**Problem to work on:** Go through the lines below and copy any that hold the string "from".

**Records to process:**

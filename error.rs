use axum::http::StatusCode;
use axum::response::{IntoResponse, Response};
use axum::Json;
use thiserror::Error;

pub type Result<T> = std::result::Result<T, Error>;

#[derive(Debug, Error)]
pub enum Error {
    #[error("IO Error: {0}")]
    Io(#[from] std::io::Error),

    #[error("Database Pool Error: {0}")]
    DbPool(#[from] r2d2::Error),

    #[error("Database Error: {0}")]
    Database(#[from] rusqlite::Error),

    #[error("Json Error: {0}")]
    Json(#[from] serde_json::Error),

    #[error("Initialization Failed: {0}")]
    Init(String),

    #[error("Unauthorized")]
    Unauthorized,

    #[error("Invalid username or password")]
    InvalidCredentials,

    #[error("Forbidden - Admin access required")]
    Forbidden,

    #[error("{0} not found")]
    NotFound(String),

    #[error("Selection limit of {limit} photos reached")]
    QuotaExceeded { limit: usize },

    #[error("Selection has already been finalized")]
    Finalized,

    #[error("Select at least one photo before finalizing")]
    NothingSelected,

    #[error("{0}")]
    Validation(String),

    #[error("{0}")]
    Rejected(String),
}

impl Error {
    pub fn status(&self) -> StatusCode {
        match self {
            Error::Unauthorized | Error::InvalidCredentials => StatusCode::UNAUTHORIZED,
            Error::Forbidden => StatusCode::FORBIDDEN,
            Error::NotFound(_) => StatusCode::NOT_FOUND,
            Error::QuotaExceeded { .. } | Error::Finalized | Error::NothingSelected => {
                StatusCode::CONFLICT
            }
            Error::Validation(_) | Error::Rejected(_) => StatusCode::BAD_REQUEST,
            Error::Io(_)
            | Error::DbPool(_)
            | Error::Database(_)
            | Error::Json(_)
            | Error::Init(_) => StatusCode::INTERNAL_SERVER_ERROR,
        }
    }
}

/// True when SQLite refused a write because of a UNIQUE/CHECK/FK constraint.
pub fn is_constraint_violation(err: &rusqlite::Error) -> bool {
    matches!(
        err,
        rusqlite::Error::SqliteFailure(e, _) if e.code == rusqlite::ErrorCode::ConstraintViolation
    )
}

impl IntoResponse for Error {
    fn into_response(self) -> Response {
        let status = self.status();
        if status.is_server_error() {
            log::error!("Request failed: {self}");
        }
        (status, Json(serde_json::json!({ "error": self.to_string() }))).into_response()
    }
}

**Solution for this exercise:**
    Io(#[from] std::io::Error),
    DbPool(#[from] r2d2::Error),
    Database(#[from] rusqlite::Error),
    Json(#[from] serde_json::Error),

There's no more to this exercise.